• _ACTIVITY_:
In the entries below, identify every line with the string "impl" and copy it.

:::

//! Authority server endpoint configuration

use url::Url;

use crate::{get_env_or_default, parse_env, ConfigError, ConfigResult};

/// Default websocket endpoint of the show authority during development.
///
/// The authority serves both the websocket session and the song files on
/// port 5000, so this only needs overriding for remote deployments.
const DEFAULT_ENDPOINT: &str = "ws://localhost:5000/ws";

/// Connection settings for the show authority
#[derive(Debug, Clone)]
pub struct ServerConfig {
    /// Websocket endpoint of the authority
    pub endpoint: Url,

    /// Handshake timeout in seconds
    pub handshake_timeout_secs: u64,
}

impl ServerConfig {
    /// Load server configuration from environment variables
    pub fn from_env() -> ConfigResult<Self> {
        let raw = get_env_or_default("SHOWLINK_SERVER_URL", DEFAULT_ENDPOINT);
        let endpoint = Url::parse(&raw)
            .map_err(|e| ConfigError::InvalidUrl("SHOWLINK_SERVER_URL".into(), e.to_string()))?;

        match endpoint.scheme() {
            "ws" | "wss" => {}
            other => {
                return Err(ConfigError::InvalidUrl(
                    "SHOWLINK_SERVER_URL".into(),
                    format!("expected ws:// or wss:// scheme, got {}://", other),
                ));
            }
        }

        Ok(Self {
            endpoint,
            handshake_timeout_secs: parse_env("SHOWLINK_HANDSHAKE_TIMEOUT_SECS", 10)?,
        })
    }

    /// Create a configuration with a custom endpoint (useful for testing)
    pub fn with_endpoint(endpoint: Url) -> Self {
        Self {
            endpoint,
            handshake_timeout_secs: 10,
        }
    }
}

impl Default for ServerConfig {
    fn default() -> Self {
        Self {
            endpoint: Url::parse(DEFAULT_ENDPOINT).expect("default endpoint is valid"),
            handshake_timeout_secs: 10,
        }
    }
}

#[cfg(test)]
mod tests {
    use super::*;

    #[test]
    fn test_default_config() {
        let config = ServerConfig::default();
        assert_eq!(config.endpoint.as_str(), "ws://localhost:5000/ws");
        assert_eq!(config.handshake_timeout_secs, 10);
    }

    #[test]
    fn test_from_env_custom_endpoint() {
        temp_env::with_vars(
            [("SHOWLINK_SERVER_URL", Some("wss://show.example.com/session"))],
            || {
                let config = ServerConfig::from_env().unwrap();
                assert_eq!(config.endpoint.scheme(), "wss");
                assert_eq!(config.endpoint.host_str(), Some("show.example.com"));
            },
        );
    }

    #[test]
    fn test_from_env_rejects_http_scheme() {
        temp_env::with_vars(
            [("SHOWLINK_SERVER_URL", Some("http://localhost:5000"))],
            || {
                let err = ServerConfig::from_env().unwrap_err();
                assert!(err.to_string().contains("SHOWLINK_SERVER_URL"));
            },
        );
    }

    #[test]
    fn test_from_env_rejects_garbage() {
        temp_env::with_vars([("SHOWLINK_SERVER_URL", Some("not a url"))], || {
            assert!(ServerConfig::from_env().is_err());
        });
    }
}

:::

• _THE ANSWER_:
impl ServerConfig {
impl Default for ServerConfig {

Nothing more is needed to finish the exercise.